Yellow turmeric rice

By Sue Bedford (MSc Nutritional Therapy)

This is a traditional South African recipe, which involves the rice being cooked with turmeric, sugar, cinnamon, raisins and butter

Enjoy it with your favourites curries or alongside meat.

Ingredients

Serves: 4  

180g long grain rice

1 1/2 teaspoons ground turmeric

3 tablespoons brown sugar

1/2 teaspoon ground cinnamon

80g raisins

15g butter

600ml water

To make

In a saucepan, combine the rice, turmeric, sugar, cinnamon, raisins, butter and water. Bring to the boil uncovered. When it comes to the boil, reduce the heat to low, cover and let it simmer for 20 to 30 minutes or until rice is fluffy and water has been absorbed. Remove from the heat and fluff with a fork. Keep warm until serving time.

Turmeric

Turmeric has been researched extensively as far as its health benefits and has been found to be one of the most powerful herbs at fighting disease. It is especially well known for the active substance found within it – Curcumin, which is a type of chemical compound, of which there are several, known as Curcuminoids. Curcumin is what makes Turmeric be known as a ‘functional food’. Meaning that it has a potentially positive effect on health beyond basic nutrition.

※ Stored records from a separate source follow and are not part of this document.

//! Backend adapter contract.
//!
//! Backends come in two deliberately distinct capability shapes. Per-page
//! backends accept a page index and pay a fixed cost per invocation;
//! whole-document backends extract every page in one call, amortizing that
//! cost across the document. The distinction materially affects timing
//! semantics, so the contract preserves it instead of forcing a single
//! signature.

use crate::error::Result;
use crate::types::Granularity;
use std::path::Path;
use std::sync::Arc;

/// A backend that extracts one page at a time.
///
/// `page_index` is 0-based and has already been range-checked against the
/// document's page count by the caller.
pub trait PageExtractor: Send + Sync {
    fn extract_page(&self, path: &Path, page_index: usize) -> Result<String>;
}

/// A backend that extracts the whole document in a single call.
///
/// Returns one text per page, in page order. The caller compares the length
/// against the document's page count and treats a mismatch as a failure.
pub trait DocumentExtractor: Send + Sync {
    fn extract_all_pages(&self, path: &Path) -> Result<Vec<String>>;
}

/// A registered backend: one of the two capability shapes.
#[derive(Clone)]
pub enum Adapter {
    PerPage(Arc<dyn PageExtractor>),
    WholeDocument(Arc<dyn DocumentExtractor>),
}

impl Adapter {
    pub fn granularity(&self) -> Granularity {
        match self {
            Adapter::PerPage(_) => Granularity::PerPage,
            Adapter::WholeDocument(_) => Granularity::WholeDocument,
        }
    }
}

/// Truncate `text` to at most `max_chars` characters.
///
/// A safety bound against pathological documents, not a semantic limit.
/// Operates on character count, so the cut never lands inside a UTF-8
/// sequence.
pub(crate) fn truncate_chars(text: String, max_chars: usize) -> String {
    match text.char_indices().nth(max_chars) {
        Some((byte_index, _)) => {
            let mut truncated = text;
            truncated.truncate(byte_index);
            truncated
        }
        None => text,
    }
}

#[cfg(test)]
mod tests {
    use super::*;

    #[test]
    fn truncate_shorter_text_is_identity() {
        assert_eq!(truncate_chars("hello".to_string(), 10), "hello");
        assert_eq!(truncate_chars("hello".to_string(), 5), "hello");
    }

    #[test]
    fn truncate_counts_characters_not_bytes() {
        // Hebrew letters are two bytes each in UTF-8.
        let text = "שלום עולם".to_string();
        let truncated = truncate_chars(text, 4);
        assert_eq!(truncated, "שלום");
    }

    #[test]
    fn truncate_to_zero() {
        assert_eq!(truncate_chars("abc".to_string(), 0), "");
    }

    #[test]
    fn truncate_long_ascii() {
        let text = "x".repeat(500_000);
        let truncated = truncate_chars(text, 230_000);
        assert_eq!(truncated.chars().count(), 230_000);
    }
}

One of the most powerful aspects of Curcumin has been found to be the ability to control inflammation

Excess inflammation is known to be the root cause of a variety of imbalances and diseases in the body. Several reproductive disorders are accompanied by chronic inflammation, which can significantly reduce the ability to conceive and maintain a healthy pregnancy. Some of which are:

poor sperm and egg quality
uterine fibroids and ovarian cysts
endometriosis
polycystic ovarian syndrome (PCOS)
pelvic inflammatory disease
early menopause (premature ovarian failure)
poor sperm and egg quality

To help reduce inflammation try to include as many of the following foods in your diet

Berries, dark leafy greens, blueberries, pineapple, celery, beetroot, cruciferous vegetables, wild salmon and oily fish, coconut oil, fermented vegetables and probiotic foods.

Turmeric and ginger together are fantastic at supporting anti-inflammatory pathways in the body as ginger also contains anti-inflammatory active compounds. As well as helping digestion, ginger possesses the ability to ease menstrual pain. Add these freshly grated roots to your meals, soups, smoothies, or make an anti-inflammatory tea.